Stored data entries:
++++++++++++++++++++
impl EntryRepository {
    pub fn new(db: KnowledgeDb) -> Self {
        Self { db }
    }

    /// Insert a new entry.
    ///
    /// # Errors
    /// `DuplicateKey` if the id already exists; the store is left
    /// unchanged in that case.
    pub async fn create(&self, entry: &KnowledgeEntry) -> Result<()> {
        entry.validate()?;
        let row = EntryRow::from_entry(entry)?;
        self.db.call(move |conn| insert_row(conn, &row)).await
    }

    /// Insert many entries, best effort: an invalid or duplicate entry
    /// is skipped and never aborts the rest. Returns the number
    /// actually inserted.
    pub async fn create_batch(&self, entries: Vec<KnowledgeEntry>) -> Result<usize> {
        if entries.is_empty() {
            return Ok(0);
        }

        let mut rows = Vec::with_capacity(entries.len());
        for entry in &entries {
            match entry.validate().and_then(|()| EntryRow::from_entry(entry)) {
                Ok(row) => rows.push(row),
                Err(e) => warn!("Skipping invalid entry '{}': {e}", entry.id),
            }
        }

        self.db
            .call(move |conn| {
                let mut inserted = 0usize;
                for row in &rows {
                    match insert_row(conn, row) {
                        Ok(()) => inserted += 1,
                        Err(KnowledgeError::DuplicateKey { id }) => {
                            debug!("Entry '{id}' already exists, skipping");
                        }
                        Err(e) => return Err(e),
                    }
                }
                Ok(inserted)
            })
            .await
    }

    /// Look up an entry by id. Absence is not an error.
    pub async fn read(&self, id: &str) -> Result<Option<KnowledgeEntry>> {
        let id = id.to_string();
        self.db
            .call(move |conn| {
                let raw = conn
                    .query_row(
                        &format!("SELECT {SELECT_COLS} FROM knowledge_entries WHERE id = ?1"),
                        params![id],
                        RawRow::read,
                    )
                    .optional()?;
                raw.map(RawRow::into_entry).transpose()
            })
            .await
    }

    /// Entries of one type, most recently updated first.
    pub async fn read_by_type(
        &self,
        kind: KnowledgeType,
        limit: Option<usize>,
    ) -> Result<Vec<KnowledgeEntry>> {
        self.db
            .call(move |conn| {
                let mut sql = format!(
                    "SELECT {SELECT_COLS} FROM knowledge_entries \
                     WHERE type = ?1 ORDER BY updated_at DESC"
                );
                if let Some(limit) = limit {
                    sql.push_str(&format!(" LIMIT {limit}"));
                }
                let mut stmt = conn.prepare(&sql)?;
                let rows = stmt.query_map(params![kind.as_str()], RawRow::read)?;
                collect_entries(rows)
            })
            .await
    }

    /// Merge non-empty patch fields into an existing entry. The entry
    /// type is immutable; `updated_at` always moves forward.
    ///
    /// # Errors
    /// `NotFound` if the id is absent.
    pub async fn update(&self, id: &str, patch: EntryPatch) -> Result<()> {
        let id = id.to_string();
        self.db
            .call(move |conn| {
                let tx = conn.transaction()?;

                let raw = tx
                    .query_row(
                        &format!("SELECT {SELECT_COLS} FROM knowledge_entries WHERE id = ?1"),
                        params![id],
                        RawRow::read,
                    )
                    .optional()?;
                let Some(raw) = raw else {
                    return Err(KnowledgeError::NotFound { id: id.clone() });
                };

                let mut entry = raw.into_entry()?;
                if let Some(content) = &patch.content {
                    entry.content = content.clone();
                }
                if let Some(source) = patch.source {
                    entry.source = source;
                }
                if let Some(confidence) = patch.confidence {
                    entry.confidence = confidence;
                }
                if let Some(references) = &patch.references {
                    entry.references = references.clone();
                }
                if let Some(tags) = &patch.tags {
                    entry.tags = tags.clone();
                }
                if let Some(context_tags) = &patch.context_tags {
                    entry.context_tags = context_tags.clone();
                }

                // updated_at must strictly increase even within one
                // clock tick (storage precision is microseconds).
                let now = Utc::now();
                entry.updated_at = if now > entry.updated_at {
                    now
                } else {
                    entry.updated_at + chrono::Duration::microseconds(1)
                };

                entry.validate()?;
                let row = EntryRow::from_entry(&entry)?;

                tx.execute(
                    "UPDATE knowledge_entries SET \
                         source = ?2, content_json = ?3, confidence = ?4, updated_at = ?5, \
                         refs_json = ?6, tags_json = ?7, context_tags_json = ?8 \
                     WHERE id = ?1",
                    params![
                        row.id,
                        row.source,
                        row.content_json,
                        row.confidence,
                        row.updated_at,
                        row.refs_json,
                        row.tags_json,
                        row.context_tags_json,
                    ],
                )?;
                tx.execute(
                    "UPDATE knowledge_fts SET body = ?2 WHERE entry_id = ?1",
                    params![row.id, row.fts_body],
                )?;

                tx.commit()?;
                Ok(())
            })
            .await
    }

    /// Remove an entry and its index row. Idempotent: returns `false`
    /// if the id was already absent.
    pub async fn delete(&self, id: &str) -> Result<bool> {
        let id = id.to_string();
        self.db
            .call(move |conn| {
                let tx = conn.transaction()?;
                let removed =
                    tx.execute("DELETE FROM knowledge_entries WHERE id = ?1", params![id])?;
                tx.execute("DELETE FROM knowledge_fts WHERE entry_id = ?1", params![id])?;
                tx.commit()?;
                Ok(removed > 0)
            })
            .await
    }

    /// Ranked full-text search, best match first.
    ///
    /// The query is tokenized and OR-joined; hostile input degrades to
    /// empty results rather than an error.
    pub async fn search_fts(&self, query: &str, limit: usize) -> Result<Vec<KnowledgeEntry>> {
        let match_expr = fts_match_expr(query);
        if match_expr.is_empty() || limit == 0 {
            return Ok(Vec::new());
        }

        self.db
            .call(move |conn| {
                let cols = SELECT_COLS
                    .split(", ")
                    .map(|c| format!("e.{c}"))
                    .collect::<Vec<_>>()
                    .join(", ");
                let mut stmt = conn.prepare(&format!(
                    "SELECT {cols} FROM knowledge_entries e \
                     JOIN knowledge_fts ON e.id = knowledge_fts.entry_id \
                     WHERE knowledge_fts MATCH ?1 \
                     ORDER BY bm25(knowledge_fts) \
                     LIMIT {limit}"
                ))?;

                let rows = match stmt.query_map(params![match_expr], RawRow::read) {
                    Ok(rows) => rows,
                    Err(e) if e.to_string().contains("fts5: syntax error") => {
                        warn!("FTS query rejected, returning no results: {e}");
                        return Ok(Vec::new());
                    }
                    Err(e) => return Err(e.into()),
                };

                let mut out = Vec::new();
                for raw in rows {
                    match raw {
                        Ok(raw) => out.push(raw.into_entry()?),
                        Err(e) if e.to_string().contains("fts5: syntax error") => {
                            warn!("FTS query rejected, returning no results: {e}");
                            return Ok(Vec::new());
                        }
                        Err(e) => return Err(e.into()),
                    }
                }
                Ok(out)
            })
            .await
    }

    /// Entries whose tags (or context tags) contain all of the given
    /// tags (`match_all`) or any of them. Ties break by confidence,
    /// then recency.
    pub async fn search_by_tags(
        &self,
        tags: &[String],
        match_all: bool,
        limit: usize,
    ) -> Result<Vec<KnowledgeEntry>> {
        if tags.is_empty() || limit == 0 {
            return Ok(Vec::new());
        }

        // Tags are matched as quoted elements of the stored JSON
        // arrays, so a quote inside a tag cannot widen the pattern.
        let patterns: Vec<String> = tags
            .iter()
            .map(|t| format!("%\"{}\"%", t.replace('"', "")))
            .collect();

        let joiner = if match_all { " AND " } else { " OR " };
        let conditions = (0..patterns.len())
            .map(|i| {
                let n = i + 1;
                format!("(tags_json LIKE ?{n} OR context_tags_json LIKE ?{n})")
            })
            .collect::<Vec<_>>()
            .join(joiner);

        self.db
            .call(move |conn| {
                let sql = format!(
                    "SELECT {SELECT_COLS} FROM knowledge_entries \
                     WHERE {conditions} \
                     ORDER BY confidence DESC, updated_at DESC \
                     LIMIT {limit}"
                );
                let mut stmt = conn.prepare(&sql)?;
                let rows =
                    stmt.query_map(rusqlite::params_from_iter(patterns.iter()), RawRow::read)?;
                collect_entries(rows)
            })
            .await
    }

    /// Aggregate statistics over the whole store.
    pub async fn get_statistics(&self) -> Result<KnowledgeStats> {
        self.db
            .call(|conn| {
                let total_entries: i64 =
                    conn.query_row("SELECT COUNT(*) FROM knowledge_entries", [], |r| r.get(0))?;

                let mut by_type = BTreeMap::new();
                let mut stmt = conn
                    .prepare("SELECT type, COUNT(*) FROM knowledge_entries GROUP BY type")?;
                let mut rows = stmt.query([])?;
                while let Some(row) = rows.next()? {
                    by_type.insert(row.get::<_, String>(0)?, row.get::<_, i64>(1)? as u64);
                }

                let mut by_source = BTreeMap::new();
                let mut stmt = conn
                    .prepare("SELECT source, COUNT(*) FROM knowledge_entries GROUP BY source")?;
                let mut rows = stmt.query([])?;
                while let Some(row) = rows.next()? {
                    by_source.insert(row.get::<_, String>(0)?, row.get::<_, i64>(1)? as u64);
                }

                let avg_confidence: f64 = conn.query_row(
                    "SELECT COALESCE(AVG(confidence), 0.0) FROM knowledge_entries",
                    [],
                    |r| r.get(0),
                )?;

                let recent_updates: i64 = conn.query_row(
                    "SELECT COUNT(*) FROM knowledge_entries \
                     WHERE datetime(updated_at) > datetime('now', '-1 day')",
                    [],
                    |r| r.get(0),
                )?;

                Ok(KnowledgeStats {
                    total_entries: total_entries as u64,
                    by_type,
                    by_source,
                    avg_confidence,
                    recent_updates: recent_updates as u64,
                })
            })
            .await
    }
}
++++++++++++++++++++
YOUR OBJECTIVE:
Determine which lines above include the word "rejected", and report those lines in full.

RESPONSE TO THE TASK:
                        warn!("FTS query rejected, returning no results: {e}");
                            warn!("FTS query rejected, returning no results: {e}");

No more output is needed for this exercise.